Six years before the novel begins, Jack Hind was obsessed with solving the Hershey Laurel kidnapping. With the Laurel parents Sears and Shirley dead, and no ransom note received, the police effectively closed the case, and told Hind to quit, which he did upon marriage to Sylvia.

Several aspects of Hind's life are revealed during the novel. Hind's parents died when he was young and willed that Hind be raised by a guardian who was a bachelor and unrelated to Hind. Hind seems to have inherited well—the guardian left him a "viaticum"—the closest Hind does to work is recording people for a radio show, "Naked Voice", and some substitute teaching at a college.

The novel itself is divided into three parts.

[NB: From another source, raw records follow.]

// SPDX-License-Identifier: BUSL-1.1
// Copyright (c) 2026 Alfred Jean LLC

//! The batch compute service: a FIFO arrival queue of `(N, c, t)` jobs
//! over a fixed node pool, scheduled by FCFS, EASY backfilling, or
//! conservative backfilling, with walltime enforcement and pilot jobs.
//!
//! FCFS places jobs at core granularity (`N` hosts with at least `c`
//! idle cores each); the backfilling algorithms reason about whole
//! nodes, the usual node-exclusive batch model.

mod timeline;

pub use timeline::AvailabilityTimeline;

use crate::bare_metal::{BareMetalComputeService, BmHost};
use crate::executor::{
    spawn_executor, ActionExecutorDone, ExecutorSpec, RegistryResolver, StorageResolver,
};
use crate::service::*;
use gantry_core::{
    ActionState, BatchJob, FailureCause, HostName, JobId, JobRef, JobState, MessagePayload,
    PayloadMap, PropertyMap, ServiceName, ServiceProperty,
};
use gantry_kernel::{ActorId, Alarm, Commport, Kernel, KernelError, SimContext};
use indexmap::IndexMap;
use std::cell::RefCell;
use std::rc::Rc;

#[derive(Debug, Clone, Copy, PartialEq, Eq, Default)]
pub enum BatchAlgorithm {
    #[default]
    Fcfs,
    EasyBf,
    ConservativeBf,
}

#[derive(Debug, Clone, Copy, PartialEq, Eq, Default)]
pub enum HostSelection {
    #[default]
    FirstFit,
    BestFit,
    RoundRobin,
}

struct NodeSlot {
    total_cores: u32,
    idle_cores: u32,
}

struct QueuedJob {
    batch: BatchJob,
    submission: JobSubmission,
}

struct ExecRecord {
    actor: ActorId,
    host: HostName,
    cores: u32,
}

struct RunningBatch {
    batch: BatchJob,
    submission: JobSubmission,
    executors: IndexMap<usize, ExecRecord>,
    /// Idle cores within the job's own allocation.
    alloc_idle: IndexMap<HostName, u32>,
    pilot_child: Option<Rc<BareMetalComputeService>>,
    /// Dropping the handle cancels the walltime alarm on normal
    /// completion.
    _walltime_alarm: Option<Alarm>,
}

struct BatchState {
    nodes: IndexMap<HostName, NodeSlot>,
    queue: Vec<QueuedJob>,
    running: IndexMap<JobId, RunningBatch>,
    rr_cursor: usize,
}

#[derive(Debug)]
struct WalltimeTick {
    job: JobId,
}

#[derive(Debug)]
pub struct EstimateRequest {
    pub reply_to: Commport,
    /// `(probe id, nodes, cores per node, walltime seconds)`
    pub probes: Vec<(String, u32, u32, f64)>,
}

#[derive(Debug)]
pub struct EstimateAnswer {
    /// `-1.0` marks combinations the configuration cannot predict.
    pub estimates: Vec<(String, f64)>,
}

pub struct BatchComputeService {
    name: ServiceName,
    home_host: HostName,
    port: Commport,
    payloads: PayloadMap,
    kernel: Kernel,
    algorithm: BatchAlgorithm,
    host_selection: HostSelection,
    walltime_padding: f64,
    supports_pilots: bool,
    storage: StorageResolver,
    registries: RegistryResolver,
    state: Rc<RefCell<BatchState>>,
    actor: RefCell<Option<ActorId>>,
}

=== "Faith, or The First Condition" ===

The novel begins with the chapter "Faith, or The First Condition", which sees Hind running down three flights of stairs in his building. Intending to visit Sylvia, his estranged wife living one block away, on a peace mission, he surprises a very tall elderly woman putting a note in his mailbox.
As the woman leaves, Hind takes the note, which reads, "If you're still trying to break the kidnap, visit the pier by the hospital." Immediately, Hind is obsessed with the Laurel case all over again and heads to the pier. He begins a daily vigil and is eventually awarded when he eavesdrops on two people of Asian descent, one of whom mentions Hershey Laurel. They take off, and Hind follows.
Hind loses them when they go into the headquarters of Santos-Dumont Sisters, Incorporated.

Hind's friend, Madison "Maddy" Beecher runs the Center for Total Research, a spin-off of S-D housed in the same building complex. Hind visits Beecher, but Beecher likes to talk, so Hind is unable to get the help he expected. Beecher dragoons Hind into joining Beecher with his wife Flo and their 9-year-old son for dinner. Beecher mentions a somewhat crazed phone call at work about a mad genius named, to the best of Beecher's memory, "Lowell, Lawlor, Laura." The closeness to Laurel is enough to convince Hind that this is a clue.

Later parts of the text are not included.